27 Jun 2016 BY Vicky Gough

4 mins
All Quiet on the Western Front
All Quiet on the Western Front

We're marking the 100th anniversary of the Battle of the Somme this July with a selection of resources and a brand new film list. We've also asked Vicky Gough of the British Council - which has developed its own Remember the Somme Resource Pack - to write a piece for us to demonstrate how its resource can be used in the classroom, and why it's important that young people of today be aware of the terrible battle that took place a hundred years ago and the far reaching consequences it wrought.

Explore our World War One film list, and read Vicky's article below.

The Battle of the Somme, which began 100 years ago on 1 July, was one of the longest, bloodiest and most futile battles every fought in the history of war. In 141 days of fighting, over a million men lost their lives, including soldiers from all over the British Empire that were fighting for the British army. The Centenary presents an opportunity to explore in depth the impact of this terrible conflict with our students - something which is particularly important now that those individuals that may remember it firsthand have passed away.

At the British Council, we've found many people we've questioned about the First World War are unaware of the global nature of the War and its impact on countries such as India, Canada and South Africa. A key aim of our work with educators - in the UK and worldwide - is to bring the world into the classroom, and to encourage a global perspective which equips young people to live and work successfully in a global society.

With this in mind, we've created a resource pack for teachers of 7-14 year-olds, which encourages students to explore the experience of the conflict from around the Commonwealth, and how it is being remembered a century later. One way of doing this is to take your students to visit a Commonwealth War Grave.

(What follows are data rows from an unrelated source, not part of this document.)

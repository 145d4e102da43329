//! Scheduled job source

use std::sync::atomic::{AtomicUsize, Ordering};
use std::sync::Arc;
use std::time::Duration;

use async_trait::async_trait;
use parking_lot::Mutex;
use tokio::time::Instant;

use super::JobSource;
use crate::error::WrappedError;

/// Job source that produces a message every `period`
///
/// The first message is available immediately. Contexts sharing the source
/// reserve consecutive slots, so the whole daemon sees one message per
/// period rather than one per context. Slots missed while every context was
/// busy are skipped, not replayed.
pub struct IntervalSource<T> {
    period: Duration,
    produce: Arc<dyn Fn() -> T + Send + Sync>,
    next_slot: Mutex<Option<Instant>>,
    limit: Option<usize>,
    produced: AtomicUsize,
}

impl<T> IntervalSource<T> {
    pub fn new<F>(period: Duration, produce: F) -> Self
    where
        F: Fn() -> T + Send + Sync + 'static,
    {
        Self {
            period,
            produce: Arc::new(produce),
            next_slot: Mutex::new(None),
            limit: None,
            produced: AtomicUsize::new(0),
        }
    }

    /// Stop after `limit` messages
    pub fn with_limit(mut self, limit: usize) -> Self {
        self.limit = Some(limit);
        self
    }

    pub fn period(&self) -> Duration {
        self.period
    }

    fn reserve_slot(&self) -> Instant {
        let mut next = self.next_slot.lock();
        let now = Instant::now();
        let slot = next.map_or(now, |at| at.max(now));
        *next = Some(slot + self.period);
        slot
    }
}

#[async_trait]
impl<T: Send + Sync + 'static> JobSource for IntervalSource<T> {
    type Message = T;

    async fn receive(&self) -> Result<Option<T>, WrappedError> {
        if let Some(limit) = self.limit {
            let claimed = self.produced.fetch_add(1, Ordering::SeqCst);
            if claimed >= limit {
                return Ok(None);
            }
        }

        tokio::time::sleep_until(self.reserve_slot()).await;
        Ok(Some((self.produce)()))
    }
}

There are 300,000 Commonwealth War Graves and Memorials in the UK, many of them unknown by their local communities, and you can find them using the interactive map provided. You could study and discuss the inscriptions on the headstones, encourage pupils to calculate the average age of the soldiers buried there, take rubbings of the headstones, or read war poetry.

Showing students authentic photographs from the Somme and asking them to write down what these reveal and what they'd like to ask the people in the photos is another way to bring to life different aspects of the conflict. You could also encourage them to conduct research to find out how their own country, region or community was affected by the battle. Looking at First World War recruitment posters and the messages they were trying to convey - and comparing British, French and German posters - is another interesting activity, as is exploring the experiences of a Conscientious Objector. 

These activities - whether used as starting points for individual lessons or as part of a larger project with a partner school overseas - will encourage deeper knowledge and understanding of a catastrophic conflict from which, a hundred years on, bodies are still being discovered.

Vicky Gough, British Council Adviser

Vicky Gough , British Council Adviser

Vicky Gough is Adviser, Schools at the British Council – the UK’s international organisation for cultural relations and educational opportunities.